Records for this exercise:
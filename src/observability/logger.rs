//! Structured JSON logger for blocklog
//!
//! - One log line = one event
//! - Deterministic key ordering
//! - Synchronous, no buffering
//! - Events below the minimum severity are dropped (default: INFO)

use std::fmt;
use std::io::{self, Write};
use std::sync::atomic::{AtomicU8, Ordering};

/// Log severity levels
#[derive(Debug, Clone, Copy, PartialEq, Eq, PartialOrd, Ord)]
pub enum Severity {
    /// Per-block detail
    Trace = 0,
    /// Normal operations
    Info = 1,
    /// Recoverable issues (torn tails, false sentinels)
    Warn = 2,
    /// Operation failures
    Error = 3,
    /// Backing store unusable
    Fatal = 4,
}

impl Severity {
    /// Returns the string representation
    pub fn as_str(&self) -> &'static str {
        match self {
            Severity::Trace => "TRACE",
            Severity::Info => "INFO",
            Severity::Warn => "WARN",
            Severity::Error => "ERROR",
            Severity::Fatal => "FATAL",
        }
    }

    fn from_u8(value: u8) -> Self {
        match value {
            0 => Severity::Trace,
            1 => Severity::Info,
            2 => Severity::Warn,
            3 => Severity::Error,
            _ => Severity::Fatal,
        }
    }
}

impl fmt::Display for Severity {
    fn fmt(&self, f: &mut fmt::Formatter<'_>) -> fmt::Result {
        write!(f, "{}", self.as_str())
    }
}

static MIN_SEVERITY: AtomicU8 = AtomicU8::new(Severity::Info as u8);

/// A structured logger that outputs JSON logs
pub struct Logger;

impl Logger {
    /// Set the lowest severity that is written.
    pub fn set_min_severity(severity: Severity) {
        MIN_SEVERITY.store(severity as u8, Ordering::Relaxed);
    }

    /// Returns the lowest severity that is written.
    pub fn min_severity() -> Severity {
        Severity::from_u8(MIN_SEVERITY.load(Ordering::Relaxed))
    }

    /// Returns whether events at `severity` are written.
    pub fn enabled(severity: Severity) -> bool {
        severity >= Self::min_severity()
    }

    /// Log an event with the given severity and fields
    ///
    /// ERROR and FATAL go to stderr, everything else to stdout.
    pub fn log(severity: Severity, event: &str, fields: &[(&str, &str)]) {
        if !Self::enabled(severity) {
            return;
        }
        if severity >= Severity::Error {
            Self::log_to_writer(severity, event, fields, &mut io::stderr());
        } else {
            Self::log_to_writer(severity, event, fields, &mut io::stdout());
        }
    }

    fn log_to_writer<W: Write>(
        severity: Severity,
        event: &str,
        fields: &[(&str, &str)],
        writer: &mut W,
    ) {
        let line = Self::format_line(severity, event, fields);
        // Write atomically (one syscall)
        let _ = writer.write_all(line.as_bytes());
        let _ = writer.flush();
    }

    fn format_line(severity: Severity, event: &str, fields: &[(&str, &str)]) -> String {
        let mut output = String::with_capacity(256);

        output.push_str("{\"event\":\"");
        Self::escape_json_string(&mut output, event);
        output.push_str("\",\"severity\":\"");
        output.push_str(severity.as_str());
        output.push('"');

        let mut sorted_fields: Vec<_> = fields.iter().collect();
        sorted_fields.sort_by_key(|(k, _)| *k);

        for (key, value) in sorted_fields {
            output.push_str(",\"");
            Self::escape_json_string(&mut output, key);
            output.push_str("\":\"");
            Self::escape_json_string(&mut output, value);
            output.push('"');
        }

        output.push_str("}\n");
        output
    }

    fn escape_json_string(output: &mut String, s: &str) {
        for c in s.chars() {
            match c {
                '"' => output.push_str("\\\""),
                '\\' => output.push_str("\\\\"),
                '\n' => output.push_str("\\n"),
                '\r' => output.push_str("\\r"),
                '\t' => output.push_str("\\t"),
                c if c.is_control() => {
                    output.push_str(&format!("\\u{:04x}", c as u32));
                }
                c => output.push(c),
            }
        }
    }

    /// Log at TRACE level
    pub fn trace(event: &str, fields: &[(&str, &str)]) {
        Self::log(Severity::Trace, event, fields);
    }

    /// Log at INFO level
    pub fn info(event: &str, fields: &[(&str, &str)]) {
        Self::log(Severity::Info, event, fields);
    }

    /// Log at WARN level
    pub fn warn(event: &str, fields: &[(&str, &str)]) {
        Self::log(Severity::Warn, event, fields);
    }

    /// Log at ERROR level
    pub fn error(event: &str, fields: &[(&str, &str)]) {
        Self::log(Severity::Error, event, fields);
    }

    /// Log at FATAL level
    pub fn fatal(event: &str, fields: &[(&str, &str)]) {
        Self::log(Severity::Fatal, event, fields);
    }
}

#[cfg(test)]
fn capture_log(severity: Severity, event: &str, fields: &[(&str, &str)]) -> String {
    let mut buffer = Vec::new();
    Logger::log_to_writer(severity, event, fields, &mut buffer);
    String::from_utf8(buffer).unwrap()
}

#[cfg(test)]
mod tests {
    use super::*;

    #[test]
    fn test_severity_ordering() {
        assert!(Severity::Trace < Severity::Info);
        assert!(Severity::Info < Severity::Warn);
        assert!(Severity::Warn < Severity::Error);
        assert!(Severity::Error < Severity::Fatal);
    }

    #[test]
    fn test_trace_disabled_by_default() {
        assert!(!Logger::enabled(Severity::Trace));
        assert!(Logger::enabled(Severity::Warn));
    }

    #[test]
    fn test_log_json_format() {
        let output = capture_log(Severity::Info, "BLOCK_APPEND", &[("bytes", "42")]);

        let parsed: serde_json::Value = serde_json::from_str(&output).unwrap();
        assert_eq!(parsed["event"], "BLOCK_APPEND");
        assert_eq!(parsed["severity"], "INFO");
        assert_eq!(parsed["bytes"], "42");
    }

    #[test]
    fn test_log_deterministic_ordering() {
        let output1 = capture_log(Severity::Info, "TEST", &[("zebra", "1"), ("apple", "2")]);
        let output2 = capture_log(Severity::Info, "TEST", &[("apple", "2"), ("zebra", "1")]);

        assert_eq!(output1, output2);
        assert!(output1.find("apple").unwrap() < output1.find("zebra").unwrap());
    }

    #[test]
    fn test_log_escapes_special_chars() {
        let output = capture_log(Severity::Warn, "TEST", &[("reason", "bad \"tail\"\nhere")]);

        let parsed: serde_json::Value = serde_json::from_str(&output).unwrap();
        assert_eq!(parsed["reason"], "bad \"tail\"\nhere");
        assert_eq!(output.chars().filter(|c| *c == '\n').count(), 1);
    }
}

Exercise: Every line of the listing above is to be written out again exactly.

Solved problem:
filename src/observability/logger.rs
//! Structured JSON logger for blocklog
//!
//! - One log line = one event
//! - Deterministic key ordering
//! - Synchronous, no buffering
//! - Events below the minimum severity are dropped (default: INFO)

use std::fmt;
use std::io::{self, Write};
use std::sync::atomic::{AtomicU8, Ordering};

/// Log severity levels
#[derive(Debug, Clone, Copy, PartialEq, Eq, PartialOrd, Ord)]
pub enum Severity {
    /// Per-block detail
    Trace = 0,
    /// Normal operations
    Info = 1,
    /// Recoverable issues (torn tails, false sentinels)
    Warn = 2,
    /// Operation failures
    Error = 3,
    /// Backing store unusable
    Fatal = 4,
}

impl Severity {
    /// Returns the string representation
    pub fn as_str(&self) -> &'static str {
        match self {
            Severity::Trace => "TRACE",
            Severity::Info => "INFO",
            Severity::Warn => "WARN",
            Severity::Error => "ERROR",
            Severity::Fatal => "FATAL",
        }
    }

    fn from_u8(value: u8) -> Self {
        match value {
            0 => Severity::Trace,
            1 => Severity::Info,
            2 => Severity::Warn,
            3 => Severity::Error,
            _ => Severity::Fatal,
        }
    }
}

impl fmt::Display for Severity {
    fn fmt(&self, f: &mut fmt::Formatter<'_>) -> fmt::Result {
        write!(f, "{}", self.as_str())
    }
}

static MIN_SEVERITY: AtomicU8 = AtomicU8::new(Severity::Info as u8);

/// A structured logger that outputs JSON logs
pub struct Logger;

impl Logger {
    /// Set the lowest severity that is written.
    pub fn set_min_severity(severity: Severity) {
        MIN_SEVERITY.store(severity as u8, Ordering::Relaxed);
    }

    /// Returns the lowest severity that is written.
    pub fn min_severity() -> Severity {
        Severity::from_u8(MIN_SEVERITY.load(Ordering::Relaxed))
    }

    /// Returns whether events at `severity` are written.
    pub fn enabled(severity: Severity) -> bool {
        severity >= Self::min_severity()
    }

    /// Log an event with the given severity and fields
    ///
    /// ERROR and FATAL go to stderr, everything else to stdout.
    pub fn log(severity: Severity, event: &str, fields: &[(&str, &str)]) {
        if !Self::enabled(severity) {
            return;
        }
        if severity >= Severity::Error {
            Self::log_to_writer(severity, event, fields, &mut io::stderr());
        } else {
            Self::log_to_writer(severity, event, fields, &mut io::stdout());
        }
    }

    fn log_to_writer<W: Write>(
        severity: Severity,
        event: &str,
        fields: &[(&str, &str)],
        writer: &mut W,
    ) {
        let line = Self::format_line(severity, event, fields);
        // Write atomically (one syscall)
        let _ = writer.write_all(line.as_bytes());
        let _ = writer.flush();
    }

    fn format_line(severity: Severity, event: &str, fields: &[(&str, &str)]) -> String {
        let mut output = String::with_capacity(256);

        output.push_str("{\"event\":\"");
        Self::escape_json_string(&mut output, event);
        output.push_str("\",\"severity\":\"");
        output.push_str(severity.as_str());
        output.push('"');

        let mut sorted_fields: Vec<_> = fields.iter().collect();
        sorted_fields.sort_by_key(|(k, _)| *k);

        for (key, value) in sorted_fields {
            output.push_str(",\"");
            Self::escape_json_string(&mut output, key);
            output.push_str("\":\"");
            Self::escape_json_string(&mut output, value);
            output.push('"');
        }

        output.push_str("}\n");
        output
    }

    fn escape_json_string(output: &mut String, s: &str) {
        for c in s.chars() {
            match c {
                '"' => output.push_str("\\\""),
                '\\' => output.push_str("\\\\"),
                '\n' => output.push_str("\\n"),
                '\r' => output.push_str("\\r"),
                '\t' => output.push_str("\\t"),
                c if c.is_control() => {
                    output.push_str(&format!("\\u{:04x}", c as u32));
                }
                c => output.push(c),
            }
        }
    }

    /// Log at TRACE level
    pub fn trace(event: &str, fields: &[(&str, &str)]) {
        Self::log(Severity::Trace, event, fields);
    }

    /// Log at INFO level
    pub fn info(event: &str, fields: &[(&str, &str)]) {
        Self::log(Severity::Info, event, fields);
    }

    /// Log at WARN level
    pub fn warn(event: &str, fields: &[(&str, &str)]) {
        Self::log(Severity::Warn, event, fields);
    }

    /// Log at ERROR level
    pub fn error(event: &str, fields: &[(&str, &str)]) {
        Self::log(Severity::Error, event, fields);
    }

    /// Log at FATAL level
    pub fn fatal(event: &str, fields: &[(&str, &str)]) {
        Self::log(Severity::Fatal, event, fields);
    }
}

#[cfg(test)]
fn capture_log(severity: Severity, event: &str, fields: &[(&str, &str)]) -> String {
    let mut buffer = Vec::new();
    Logger::log_to_writer(severity, event, fields, &mut buffer);
    String::from_utf8(buffer).unwrap()
}

#[cfg(test)]
mod tests {
    use super::*;

    #[test]
    fn test_severity_ordering() {
        assert!(Severity::Trace < Severity::Info);
        assert!(Severity::Info < Severity::Warn);
        assert!(Severity::Warn < Severity::Error);
        assert!(Severity::Error < Severity::Fatal);
    }

    #[test]
    fn test_trace_disabled_by_default() {
        assert!(!Logger::enabled(Severity::Trace));
        assert!(Logger::enabled(Severity::Warn));
    }

    #[test]
    fn test_log_json_format() {
        let output = capture_log(Severity::Info, "BLOCK_APPEND", &[("bytes", "42")]);

        let parsed: serde_json::Value = serde_json::from_str(&output).unwrap();
        assert_eq!(parsed["event"], "BLOCK_APPEND");
        assert_eq!(parsed["severity"], "INFO");
        assert_eq!(parsed["bytes"], "42");
    }

    #[test]
    fn test_log_deterministic_ordering() {
        let output1 = capture_log(Severity::Info, "TEST", &[("zebra", "1"), ("apple", "2")]);
        let output2 = capture_log(Severity::Info, "TEST", &[("apple", "2"), ("zebra", "1")]);

        assert_eq!(output1, output2);
        assert!(output1.find("apple").unwrap() < output1.find("zebra").unwrap());
    }

    #[test]
    fn test_log_escapes_special_chars() {
        let output = capture_log(Severity::Warn, "TEST", &[("reason", "bad \"tail\"\nhere")]);

        let parsed: serde_json::Value = serde_json::from_str(&output).unwrap();
        assert_eq!(parsed["reason"], "bad \"tail\"\nhere");
        assert_eq!(output.chars().filter(|c| *c == '\n').count(), 1);
    }
}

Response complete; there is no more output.